Saturday, April 11, 2020

Navy throws captain overboard


This post was published in the Wilson Times April 11, 2020.

That brotherhood of military veterans, whether they served in combat or not, has detected an odor of unfairness in the removal of Navy Capt. Brett Crozier from command of the aircraft carrier Theodore Roosevelt. Crozier’s relief (essentially firing) was the result of his persistent appeal to the Navy to get sailors with COVID-19 symptoms off the Roosevelt. Crozier sent an email to Navy brass, urging officials to let the Roosevelt dock, evacuate the infected sailors and decontaminate the ship. Instead of protecting the health of the ship’s crew (there is no way to practice social distancing aboard a warship), the Navy relieved Crozier of his command and effectively ended his career.

One can argue, as some critics have, that Crozier was not following the chain of command when he sent that email, which eventually ended up in a newspaper. Some went even further, to claim Crozier’s letter might give hostile powers key intelligence about the ship’s combat readiness.

I spent three years in the Coast Guard responding to letters from service members or their families who had written to members of Congress. The complaints were usually about duty assignments or discipline, along the lines of “My son joined the Coast Guard to guard the coast; so why is he in Greenland?” My job title was “congressional correspondent.” I replied to the members of Congress, explaining the Coast Guard’s circumstances, process or reasoning. Some veteran personnel didn’t like the idea of accepting complaints outside the chain of command, but we treated the letters as another information source that deserved our attention. Among the officers I served under, Crozier’s letter would have launched an informal inquiry, not a rebuke for working outside the chain of command. If Crozier’s letter can be categorized as outside the chain of command, it was written only after repeated efforts through official channels to alert senior staff to the crisis aboard the Roosevelt.

Criticism of Crozier looked more suspect after hundreds of crewmembers lined the decks to cheer Crozier as he left the Roosevelt for the last time. Crozier’s punishment began to look more severe or even ridiculous, and some high-ranking veterans defended Crozier.

Then Acting Secretary of the Navy Thomas Modly lashed out at Crozier this week in language that is entirely improper for any serious organization, least of all one that depends on group loyalty. Modly, whoå called Crozier “either naïve or stupid,” apparently feared getting “crossways with the president,” as his predecessor had, and being fired, so he did his best to emulate the commander-in-chief’s caustic language and disrespect for subordinates.

A Navy officer doesn’t get to command an aircraft carrier without years of vetting through annual fitness reports and promotion boards aimed at making sure only the finest officers are given the awesome responsibility of operating a multi-billion-dollar ship with nearly 5,000 crew members, thousands of lethal weapons, ranging from sidearms to aircraft, missiles and nuclear weapons.
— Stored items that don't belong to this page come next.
//! HTTP client for a single storage node.

use crate::block::{BlockReader, DataBlock};
use crate::codec::{self, FrameDecoder};
use crate::error::{Result, SelectError};
use crate::protocol::{
    Endpoint, PARAM_DISABLE_COMPRESSION, PARAM_QUERY, PARAM_TENANT_IDS, PARAM_TIMESTAMP,
    PARAM_VERSION,
};
use crate::query::Query;
use crate::sink::BlockSink;
use crate::tenant::TenantScope;
use crate::values::{unmarshal_values_with_hits, ValueWithHits};
use futures::TryStreamExt;
use reqwest::{RequestBuilder, Response, StatusCode};
use serde::{Deserialize, Serialize};
use std::sync::Arc;
use tokio_util::codec::FramedRead;
use tokio_util::io::StreamReader;
use tracing::debug;

/// Credentials attached to every request sent to storage nodes.
#[derive(Debug, Clone, Default, PartialEq, Eq, Serialize, Deserialize)]
#[serde(default)]
pub struct AuthConfig {
    pub username: Option<String>,
    pub password: Option<String>,
    pub bearer_token: Option<String>,
}

impl AuthConfig {
    pub fn apply(&self, req: RequestBuilder) -> RequestBuilder {
        if let Some(token) = &self.bearer_token {
            req.bearer_auth(token)
        } else if let Some(username) = &self.username {
            req.basic_auth(username, self.password.as_ref())
        } else {
            req
        }
    }
}

/// Settings shared by every node of one coordinator.
#[derive(Debug)]
pub(crate) struct ClusterShared {
    pub(crate) disable_compression: bool,
}

pub struct StorageNode {
    addr: String,
    scheme: &'static str,
    client: reqwest::Client,
    auth: AuthConfig,
    shared: Arc<ClusterShared>,
}

impl StorageNode {
    pub(crate) fn new(
        addr: String,
        tls: bool,
        client: reqwest::Client,
        auth: AuthConfig,
        shared: Arc<ClusterShared>,
    ) -> Self {
        Self {
            addr,
            scheme: if tls { "https" } else { "http" },
            client,
            auth,
            shared,
        }
    }

    pub fn addr(&self) -> &str {
        &self.addr
    }

    pub fn url(&self, endpoint: Endpoint) -> String {
        format!("{}://{}{}", self.scheme, self.addr, endpoint.path())
    }

    fn compressed(&self) -> bool {
        !self.shared.disable_compression
    }

    fn request(
        &self,
        endpoint: Endpoint,
        tenants: &TenantScope,
        query: &Query,
        extra: &[(&'static str, String)],
    ) -> RequestBuilder {
        let params = [
            (PARAM_VERSION, endpoint.protocol_version().to_string()),
            (PARAM_TENANT_IDS, tenants.encode()),
            (PARAM_QUERY, query.to_string()),
            (PARAM_TIMESTAMP, query.timestamp().to_string()),
            (
                PARAM_DISABLE_COMPRESSION,
                self.shared.disable_compression.to_string(),
            ),
        ];
        let req = self.client.get(self.url(endpoint)).query(&params).query(extra);
        self.auth.apply(req)
    }

    /// Streams the query results from this node into `sink`, tagging every
    /// block with `shard`.
    pub async fn run_query(
        &self,
        tenants: &TenantScope,
        query: &Query,
        shard: usize,
        sink: &dyn BlockSink,
    ) -> Result<()> {
        let url = self.url(Endpoint::Query);
        self.stream_blocks(tenants, query, shard, sink)
            .await
            .map_err(|e| e.at_node(&url))
    }

    async fn stream_blocks(
        &self,
        tenants: &TenantScope,
        query: &Query,
        shard: usize,
        sink: &dyn BlockSink,
    ) -> Result<()> {
        let response = self.request(Endpoint::Query, tenants, query, &[]).send().await?;
        let response = check_status(response).await?;

        let body = Box::pin(response.bytes_stream().map_err(std::io::Error::other));
        let mut frames = FramedRead::new(StreamReader::new(body), FrameDecoder::new());

        let compressed = self.compressed();
        let mut scratch = Vec::new();
        let mut block = DataBlock::new();
        let mut blocks = 0usize;
        while let Some(frame) = frames.try_next().await? {
            let raw = codec::decode_payload(&frame, compressed, &mut scratch)?;
            let mut reader = BlockReader::new(raw);
            while reader.read_next(&mut block)? {
                sink.write_block(shard, &block).await?;
            }
            blocks += reader.blocks_read();
        }
        debug!(addr = %self.addr, shard, blocks, "finished reading query stream");
        Ok(())
    }

    /// Fetches one value-list blob from this node and decodes it.
    pub async fn get_values(
        &self,
        endpoint: Endpoint,
        tenants: &TenantScope,
        query: &Query,
        extra: &[(&'static str, String)],
    ) -> Result<Vec<ValueWithHits>> {
        let url = self.url(endpoint);
        self.fetch_values(endpoint, tenants, query, extra)
            .await
            .map_err(|e| e.at_node(&url))
    }

    async fn fetch_values(
        &self,
        endpoint: Endpoint,
        tenants: &TenantScope,
        query: &Query,
        extra: &[(&'static str, String)],
    ) -> Result<Vec<ValueWithHits>> {
        let response = self.request(endpoint, tenants, query, extra).send().await?;
        let response = check_status(response).await?;
        let body = response.bytes().await?;

        let mut scratch = Vec::new();
        let raw = codec::decode_payload(&body, self.compressed(), &mut scratch)?;
        unmarshal_values_with_hits(raw)
    }
}

async fn check_status(response: Response) -> Result<Response> {
    let status = response.status();
    if status == StatusCode::OK {
        return Ok(response);
    }
    let body = match response.text().await {
        Ok(body) => body,
        Err(e) => format!("<cannot read response body: {}>", e),
    };
    Err(SelectError::UnexpectedStatus {
        status: status.as_u16(),
        body,
    })
}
Modly, who later apologized for his speech to Roosevelt sailors on Guam and has since resigned, did not behave like a senior member of the chain of command. Rather, he sounded like a petulant child, using profanity and claiming Crozier’s actions were a “betrayal.” That word shows his criticism was not about military matters but about public relations or politics. In military terms, “betrayal” is a criminal offense, so it’s not a word to use haphazardly.

The president has preferred “treason” — a word the Constitution limits to “levying war against” the United States — as his go-to invective.